Actually, MINIX 3 and my research generally is **NOT** about microkernels. It is about building highly reliable, self-healing, operating systems. I will consider the job finished when no manufacturer anywhere makes a PC with a reset button. TVs don't have reset buttons. Stereos don't have reset buttons. Cars don't have reset buttons. They are full of software but don't need them. Computers need reset buttons because their software crashes a lot. I know that computer software is different from car software, but users just want them both to work and don't want lectures why they should expect cars to work and computers not to work. I want to build an operating system whose mean time to failure is much longer than the lifetime of the computer so the average user never experiences a crash...

So what do microkernels have to do with this goal? They make it possible to build self-healing systems. That is what I care about and my research is about...
..In our design, when most drivers fail, the reincarnation server can restart a fresh copy, and optionally save the core image of the dead driver for debugging, log the event, send email to an administrator or developer, etc. The system continues to run, and at the very least can be shut down gracefully without loss of work or data. Some components, such as the reincarnation server itself, the file server, and the process server are critical, and losing them crashes the system, but there is absolutely no reason to allow a faulty audio, printer, or scanner driver to wipe out the system.
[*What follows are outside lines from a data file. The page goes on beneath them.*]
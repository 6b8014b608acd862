//! Records following the MOBI header and how they are told apart.
//!
//! Records carry no type tag. Their type comes from position (text range,
//! end-of-text marker, cover and thumbnail offsets) and from magic bytes.

use crate::codec::bytes::starts_with_magic;
use crate::exth::ExthTag;
use crate::mobi::{MobiHeader, NULL_INDEX};

/// What a record after the header holds.
#[derive(Debug, Clone, Copy, PartialEq, Eq, Hash, serde::Serialize)]
#[serde(rename_all = "snake_case")]
pub enum ContentType {
    Content,
    Index,
    Tagx,
    Tag,
    Idxt,
    Flis,
    Fcis,
    Fdst,
    Datp,
    Srcs,
    Cmet,
    Audio,
    Video,
    EndOfText,
    Cover,
    Thumbnail,
    Image,
    Unknown,
}

/// Types recognized by their leading four bytes, in match order.
const MAGIC_TYPES: &[(&[u8; 4], ContentType)] = &[
    (b"INDX", ContentType::Index),
    (b"TAGX", ContentType::Tagx),
    (b"FLIS", ContentType::Flis),
    (b"FCIS", ContentType::Fcis),
    (b"FDST", ContentType::Fdst),
    (b"DATP", ContentType::Datp),
    (b"SRCS", ContentType::Srcs),
    (b"CMET", ContentType::Cmet),
    (b"AUDI", ContentType::Audio),
    (b"VIDE", ContentType::Video),
    (b"IDXT", ContentType::Idxt),
];

/// End-of-text marker written after the last text record.
pub const END_OF_TEXT: [u8; 2] = [0, 0];

/// End-of-file trailer closing a book.
pub const EOF_TRAILER: [u8; 4] = [0xE9, 0x8E, 0x0D, 0x0A];

impl ContentType {
    /// The magic literal identifying this type, if it has one.
    pub fn magic(self) -> Option<&'static [u8; 4]> {
        MAGIC_TYPES
            .iter()
            .find(|(_, t)| *t == self)
            .map(|(magic, _)| *magic)
    }

    /// The type whose magic literal starts `bytes`.
    pub fn from_magic(bytes: &[u8]) -> Option<Self> {
        MAGIC_TYPES
            .iter()
            .find(|(magic, _)| starts_with_magic(bytes, *magic))
            .map(|(_, t)| *t)
    }

    pub fn is_image(self) -> bool {
        matches!(self, Self::Cover | Self::Thumbnail | Self::Image)
    }
}

impl std::fmt::Display for ContentType {
    fn fmt(&self, f: &mut std::fmt::Formatter<'_>) -> std::fmt::Result {
        let name = match self {
            Self::Content => "text",
            Self::Index => "INDX",
            Self::Tagx => "TAGX",
            Self::Tag => "tag",
            Self::Idxt => "IDXT",
            Self::Flis => "FLIS",
            Self::Fcis => "FCIS",
            Self::Fdst => "FDST",
            Self::Datp => "DATP",
            Self::Srcs => "SRCS",
            Self::Cmet => "CMET",
            Self::Audio => "AUDI",
            Self::Video => "VIDE",
            Self::EndOfText => "end of text",
            Self::Cover => "cover",
            Self::Thumbnail => "thumbnail",
            Self::Image => "image",
            Self::Unknown => "unknown",
        };
        f.write_str(name)
    }
}

/// A record with its classified type.
#[derive(Debug, Clone, PartialEq, Eq)]
pub struct ContentRecord {
    pub kind: ContentType,
    pub data: Vec<u8>,
}

impl ContentRecord {
    pub fn new(kind: ContentType, data: Vec<u8>) -> Self {
        Self { kind, data }
    }

    pub fn end_of_text() -> Self {
        Self::new(ContentType::EndOfText, END_OF_TEXT.to_vec())
    }

    pub fn len(&self) -> usize {
        self.data.len()
    }

    pub fn is_empty(&self) -> bool {
        self.data.is_empty()
    }
}

/// Whether `data` starts with a known image signature.
///
/// GIF, PNG, JPEG (SOI or EOI), BMP, TIFF (both byte orders), PSD,
/// PBM/PGM/PPM (ASCII and binary) and JBIG2. Records of four bytes or less
/// never count as images.
pub fn is_image(data: &[u8]) -> bool {
    if data.len() <= 4 {
        return false;
    }
    matches!(
        (data[0], data[1]),
        (0x47, 0x49)
            | (0x89, 0x50)
            | (0xFF, 0xD8)
            | (0xFF, 0xD9)
            | (0x42, 0x4D)
            | (0x4D, 0x4D)
            | (0x49, 0x49)
            | (0x38, 0x42)
            | (0x50, 0x31..=0x36)
    ) || data[..4] == [0x97, 0x4A, 0x42, 0x32]
}

/// Header positions the classifier depends on.
#[derive(Debug, Clone)]
pub struct Classifier {
    text_start: usize,
    text_count: usize,
    first_image: Option<usize>,
    cover_offsets: Vec<u32>,
    thumbnail_offsets: Vec<u32>,
}

impl Classifier {
    pub fn new(header: &MobiHeader) -> Self {
        let offsets = |tag| {
            header
                .exth()
                .map(|exth| exth.find(tag).filter_map(|r| r.as_u32()).collect())
                .unwrap_or_default()
        };
        Self {
            text_start: header.text_start(),
            text_count: header.record_count as usize,
            first_image: (header.first_image_index != NULL_INDEX)
                .then_some(header.first_image_index as usize),
            cover_offsets: offsets(ExthTag::CoverOffset),
            thumbnail_offsets: offsets(ExthTag::ThumbnailOffset),
        }
    }

    /// Type of the record at `index` (record 0 being the header).
    ///
    /// Position beats content: a text record that happens to start with
    /// `INDX` is still text.
    pub fn classify(&self, index: usize, data: &[u8]) -> ContentType {
        let text_end = self.text_start + self.text_count;
        if index >= self.text_start && index < text_end {
            return ContentType::Content;
        }
        if index == text_end && data == END_OF_TEXT {
            return ContentType::EndOfText;
        }
        if let Some(kind) = ContentType::from_magic(data) {
            if kind != ContentType::Idxt {
                return kind;
            }
        }
        if self.is_at_offset(&self.cover_offsets, index) {
            return ContentType::Cover;
        }
        if self.is_at_offset(&self.thumbnail_offsets, index) {
            return ContentType::Thumbnail;
        }
        if is_image(data) {
            return ContentType::Image;
        }
        ContentType::Unknown
    }

    fn is_at_offset(&self, offsets: &[u32], index: usize) -> bool {
        self.first_image
            .is_some_and(|first| offsets.iter().any(|&o| first + o as usize == index))
    }
}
They should just be restarted and work should continue. This is our goal: systems that can detect and repair their own faults. You can do this easily in a microkernel system...



Quote:

Microsoft also has interest in microkernels. It understands the maintenance headache of monolithic kernels like no one else. Windows NT 3.1 was a half-hearted attempt at a microkernel system, but it wasn't done right and the performance wasn't good enough on the hardware of the early 1990s, so it gave up on the idea for a while. But recently, it tried again on modern hardware, resulting in Singularity. Now I know that a lot of people assume that if Microsoft did it, it must be stupid, but the people who drove the Singularity project, Galen Hunt and Jim Larus, are very smart cookies, and they well understand that Windows is a mess and a new approach is needed.